## About this exercise
Begin at the line below that has "impl Default for" and stop after the line that has "for caps in". Please restate only those lines, word for word.

## Exercise materials
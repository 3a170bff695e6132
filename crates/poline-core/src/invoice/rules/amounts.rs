//! Currency amount parsing and formatting.

use rust_decimal::Decimal;
use std::str::FromStr;

use super::patterns::CURRENCY_AMOUNT;
use super::{ExtractionMatch, FieldExtractor};
use crate::models::line_item::SourceTier;

/// Currency amount extractor for free text; matches are contextual.
pub struct AmountExtractor;

impl AmountExtractor {
    pub fn new() -> Self {
        Self
    }
}

impl Default for AmountExtractor {
    fn default() -> Self {
        Self::new()
    }
}

impl FieldExtractor for AmountExtractor {
    type Output = ExtractionMatch<Decimal>;

    fn extract(&self, text: &str) -> Option<Self::Output> {
        self.extract_all(text).into_iter().next()
    }

    fn extract_all(&self, text: &str) -> Vec<Self::Output> {
        let mut results = Vec::new();

        for caps in CURRENCY_AMOUNT.captures_iter(text) {
            let (Some(full), Some(value)) = (caps.get(0), caps.get(1)) else {
                continue;
            };
            if let Some(amount) = parse_currency(value.as_str()) {
                results.push(
                    ExtractionMatch::new(amount, SourceTier::Contextual, full.as_str())
                        .with_position(full.start(), full.end()),
                );
            }
        }

        results
    }
}

/// Parse a currency token ("$1,234.50", "1.6") into a two-decimal amount.
///
/// Currency symbols, whitespace and thousands separators are stripped; any
/// other stray character makes the token unparseable.
pub fn parse_currency(s: &str) -> Option<Decimal> {
    let cleaned: String = s
        .chars()
        .filter(|c| !matches!(c, '$' | ',' | ' ' | '\u{00a0}'))
        .collect();

    if cleaned.is_empty()
        || cleaned.matches('.').count() > 1
        || !cleaned.chars().all(|c| c.is_ascii_digit() || c == '.')
    {
        return None;
    }

    let mut amount = Decimal::from_str(&cleaned).ok()?;
    amount.rescale(2);
    Some(amount)
}

/// Format an amount as US currency ("$1,234.56").
pub fn format_currency(amount: Decimal) -> String {
    let s = format!("{:.2}", amount.abs());
    let (integer_part, decimal_part) = s.split_once('.').unwrap_or((s.as_str(), "00"));

    let chars: Vec<char> = integer_part.chars().collect();
    let mut formatted = String::new();

    for (i, c) in chars.iter().enumerate() {
        if i > 0 && (chars.len() - i) % 3 == 0 {
            formatted.push(',');
        }
        formatted.push(*c);
    }

    let sign = if amount.is_sign_negative() && !amount.is_zero() { "-" } else { "" };
    format!("{}${}.{}", sign, formatted, decimal_part)
}

#[cfg(test)]
mod tests {
    use super::*;

    #[test]
    fn test_parse_currency() {
        assert_eq!(parse_currency("1.60"), Some(Decimal::new(160, 2)));
        assert_eq!(parse_currency("$1,234.56"), Some(Decimal::new(123456, 2)));
        assert_eq!(parse_currency("$ 38.40"), Some(Decimal::new(3840, 2)));
        assert_eq!(parse_currency("2"), Some(Decimal::new(200, 2)));
    }

    #[test]
    fn test_parse_currency_rejects_malformed() {
        assert_eq!(parse_currency("1.6O"), None);
        assert_eq!(parse_currency("1.2.3"), None);
        assert_eq!(parse_currency("$"), None);
        assert_eq!(parse_currency("-4.00"), None);
    }

    #[test]
    fn test_parse_currency_has_two_decimals() {
        assert_eq!(parse_currency("1.6").unwrap().scale(), 2);
        assert_eq!(parse_currency("1.604").unwrap(), Decimal::new(160, 2));
    }

    #[test]
    fn test_format_currency() {
        assert_eq!(format_currency(Decimal::new(160, 2)), "$1.60");
        assert_eq!(format_currency(Decimal::new(123456, 2)), "$1,234.56");
        assert_eq!(format_currency(Decimal::new(1_000_000, 0)), "$1,000,000.00");
    }

    #[test]
    fn test_extract_all_amounts() {
        let extractor = AmountExtractor::new();
        let text = "List 2.00, your price $1.60, extended 38.40";

        let results = extractor.extract_all(text);
        let values: Vec<_> = results.iter().map(|m| m.value).collect();
        assert_eq!(
            values,
            vec![Decimal::new(200, 2), Decimal::new(160, 2), Decimal::new(3840, 2)]
        );
        assert_eq!(results[0].tier, SourceTier::Contextual);
    }
}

## Task solution
impl Default for AmountExtractor {
    fn default() -> Self {
        Self::new()
    }
}

impl FieldExtractor for AmountExtractor {
    type Output = ExtractionMatch<Decimal>;

    fn extract(&self, text: &str) -> Option<Self::Output> {
        self.extract_all(text).into_iter().next()
    }

    fn extract_all(&self, text: &str) -> Vec<Self::Output> {
        let mut results = Vec::new();

        for caps in CURRENCY_AMOUNT.captures_iter(text) {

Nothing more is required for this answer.